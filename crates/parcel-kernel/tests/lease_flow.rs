use std::sync::{Arc, Barrier};

use parcel_core::{ByteRange, ReleaseOutcome, TokenState};
use parcel_kernel::{AcquireOutcome, Kernel, Lease, ReleaseResult};
use tempfile::tempdir;

fn acquired(outcome: AcquireOutcome) -> Lease {
    match outcome {
        AcquireOutcome::Acquired(lease) => lease,
        other => panic!("expected a lease, got {other:?}"),
    }
}

fn range(start: u64, end: u64) -> ByteRange {
    ByteRange::new(start, end).expect("valid range")
}

#[test]
fn concurrent_acquire_grants_a_single_lease() {
    let dir = tempdir().expect("tempdir");
    let kernel = Kernel::open(dir.path()).expect("open kernel");
    kernel.issue_token("race", "buyer", "asset.bin").unwrap();

    let contenders = 16;
    let barrier = Arc::new(Barrier::new(contenders));
    let handles: Vec<_> = (0..contenders)
        .map(|_| {
            let kernel = kernel.clone();
            let barrier = barrier.clone();
            std::thread::spawn(move || {
                barrier.wait();
                kernel.try_acquire("race").expect("acquire attempt")
            })
        })
        .collect();

    let outcomes: Vec<_> = handles
        .into_iter()
        .map(|h| h.join().expect("thread join"))
        .collect();
    let winners = outcomes
        .iter()
        .filter(|o| matches!(o, AcquireOutcome::Acquired(_)))
        .count();
    assert_eq!(winners, 1, "exactly one contender should hold the lease");
    assert!(outcomes
        .iter()
        .all(|o| matches!(o, AcquireOutcome::Acquired(_) | AcquireOutcome::Locked)));

    let row = kernel.get_token("race").unwrap().unwrap();
    assert_eq!(row.state, TokenState::Locked);
}

#[test]
fn failed_acquire_reports_reason_without_mutation() {
    let dir = tempdir().expect("tempdir");
    let kernel = Kernel::open(dir.path()).expect("open kernel");
    assert_eq!(kernel.try_acquire("nope").unwrap(), AcquireOutcome::NotFound);

    kernel.issue_token("t", "buyer", "asset.bin").unwrap();
    let lease = acquired(kernel.try_acquire("t").unwrap());
    let before = kernel.get_token("t").unwrap().unwrap();
    assert_eq!(kernel.try_acquire("t").unwrap(), AcquireOutcome::Locked);
    let after = kernel.get_token("t").unwrap().unwrap();
    assert_eq!(before, after);

    kernel
        .record_coverage(&lease.token, &lease.lease_id, Some(range(0, 9)))
        .unwrap();
    assert_eq!(
        kernel
            .release(&lease.token, &lease.lease_id, ReleaseOutcome::Completed)
            .unwrap(),
        ReleaseResult::Released
    );
    assert_eq!(
        kernel.try_acquire("t").unwrap(),
        AcquireOutcome::AlreadyCompleted
    );
}

#[test]
fn paused_token_can_be_resumed() {
    let dir = tempdir().expect("tempdir");
    let kernel = Kernel::open(dir.path()).expect("open kernel");
    kernel.issue_token("t", "buyer", "asset.bin").unwrap();

    let first = acquired(kernel.try_acquire("t").unwrap());
    kernel
        .record_coverage("t", &first.lease_id, Some(range(0, 499)))
        .unwrap();
    kernel
        .release("t", &first.lease_id, ReleaseOutcome::Paused)
        .unwrap();

    let second = acquired(kernel.try_acquire("t").unwrap());
    assert_ne!(first.lease_id, second.lease_id);
    let merged = kernel
        .record_coverage("t", &second.lease_id, Some(range(500, 999)))
        .unwrap()
        .expect("lease is current");
    assert!(merged.is_fully_covered(1000));
}

#[test]
fn stale_lease_cannot_write_or_release() {
    let dir = tempdir().expect("tempdir");
    let kernel = Kernel::open(dir.path()).expect("open kernel");
    kernel.issue_token("t", "buyer", "asset.bin").unwrap();

    let old = acquired(kernel.try_acquire("t").unwrap());
    kernel.release("t", &old.lease_id, ReleaseOutcome::Paused).unwrap();
    let current = acquired(kernel.try_acquire("t").unwrap());

    assert_eq!(
        kernel
            .record_coverage("t", &old.lease_id, Some(range(0, 9)))
            .unwrap(),
        None
    );
    assert_eq!(
        kernel
            .release("t", &old.lease_id, ReleaseOutcome::Completed)
            .unwrap(),
        ReleaseResult::Stale
    );
    let row = kernel.get_token("t").unwrap().unwrap();
    assert_eq!(row.state, TokenState::Locked);
    assert_eq!(row.lease_id.as_deref(), Some(current.lease_id.as_str()));
    assert!(row.coverage.is_empty());
}

#[test]
fn racing_completions_resolve_once_and_notify_once() {
    let dir = tempdir().expect("tempdir");
    let kernel = Kernel::open(dir.path()).expect("open kernel");
    kernel.issue_token("t", "buyer", "asset.bin").unwrap();
    let lease = acquired(kernel.try_acquire("t").unwrap());
    kernel
        .record_coverage("t", &lease.lease_id, Some(range(0, 999)))
        .unwrap();

    let barrier = Arc::new(Barrier::new(2));
    let handles: Vec<_> = (0..2)
        .map(|_| {
            let kernel = kernel.clone();
            let barrier = barrier.clone();
            let lease_id = lease.lease_id.clone();
            std::thread::spawn(move || {
                barrier.wait();
                let result = kernel
                    .release("t", &lease_id, ReleaseOutcome::Completed)
                    .expect("release");
                let claimed = kernel.claim_notification("t").expect("claim");
                (result, claimed)
            })
        })
        .collect();
    let results: Vec<_> = handles.into_iter().map(|h| h.join().unwrap()).collect();

    let released = results
        .iter()
        .filter(|(r, _)| *r == ReleaseResult::Released)
        .count();
    let claims = results.iter().filter(|(_, c)| *c).count();
    assert_eq!(released, 1);
    assert_eq!(claims, 1);
    assert!(results
        .iter()
        .any(|(r, _)| *r == ReleaseResult::AlreadyCompleted));

    let row = kernel.get_token("t").unwrap().unwrap();
    assert_eq!(row.state, TokenState::Completed);
    assert!(row.completed_at.is_some());
    assert!(row.notified_at.is_some());
    assert!(row.lease_id.is_none());
}

#[test]
fn notification_claim_requires_completion() {
    let dir = tempdir().expect("tempdir");
    let kernel = Kernel::open(dir.path()).expect("open kernel");
    kernel.issue_token("t", "buyer", "asset.bin").unwrap();
    assert!(!kernel.claim_notification("t").unwrap());
    assert!(!kernel.claim_notification("missing").unwrap());
}

#[test]
fn completed_record_ignores_later_pause() {
    let dir = tempdir().expect("tempdir");
    let kernel = Kernel::open(dir.path()).expect("open kernel");
    kernel.issue_token("t", "buyer", "asset.bin").unwrap();
    let lease = acquired(kernel.try_acquire("t").unwrap());
    kernel
        .release("t", &lease.lease_id, ReleaseOutcome::Completed)
        .unwrap();
    let before = kernel.get_token("t").unwrap().unwrap();

    assert_eq!(
        kernel
            .release("t", &lease.lease_id, ReleaseOutcome::Paused)
            .unwrap(),
        ReleaseResult::AlreadyCompleted
    );
    assert_eq!(
        kernel
            .record_coverage("t", &lease.lease_id, Some(range(0, 9)))
            .unwrap(),
        None
    );
    assert_eq!(kernel.get_token("t").unwrap().unwrap(), before);
}

#[test]
fn startup_recovery_unlocks_stranded_tokens() {
    let dir = tempdir().expect("tempdir");
    let kernel = Kernel::open(dir.path()).expect("open kernel");
    kernel.issue_token("a", "buyer", "asset.bin").unwrap();
    kernel.issue_token("b", "buyer", "asset.bin").unwrap();
    acquired(kernel.try_acquire("a").unwrap());

    assert_eq!(kernel.recover_stale_leases().unwrap(), 1);
    let a = kernel.get_token("a").unwrap().unwrap();
    assert_eq!(a.state, TokenState::Paused);
    assert!(a.lease_id.is_none());
    assert_eq!(
        kernel.get_token("b").unwrap().unwrap().state,
        TokenState::Issued
    );
    acquired(kernel.try_acquire("a").unwrap());
}

#[tokio::test]
async fn async_wrappers_share_the_same_store() {
    let dir = tempdir().expect("tempdir");
    let kernel = Kernel::open(dir.path()).expect("open kernel");
    kernel
        .issue_token_async("t", "buyer", "asset.bin")
        .await
        .unwrap();
    let lease = acquired(kernel.try_acquire_async("t").await.unwrap());
    let coverage = kernel
        .record_coverage_async("t", &lease.lease_id, Some(range(0, 4)))
        .await
        .unwrap()
        .unwrap();
    assert_eq!(coverage.total_covered(), 5);
    assert_eq!(
        kernel
            .release_async("t", &lease.lease_id, ReleaseOutcome::Paused)
            .await
            .unwrap(),
        ReleaseResult::Released
    );
    let row = kernel.get_token_async("t").await.unwrap().unwrap();
    assert_eq!(row.state, TokenState::Paused);
    assert_eq!(kernel.recover_stale_leases_async().await.unwrap(), 0);
}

# AIM OF THE TASK
Please retype the data exactly as it stands, from its first line down to the line that contains "use tempfile::tempdir;", then stop.

# YOUR RESPONSE
filename crates/parcel-kernel/tests/lease_flow.rs
use std::sync::{Arc, Barrier};

use parcel_core::{ByteRange, ReleaseOutcome, TokenState};
use parcel_kernel::{AcquireOutcome, Kernel, Lease, ReleaseResult};
use tempfile::tempdir;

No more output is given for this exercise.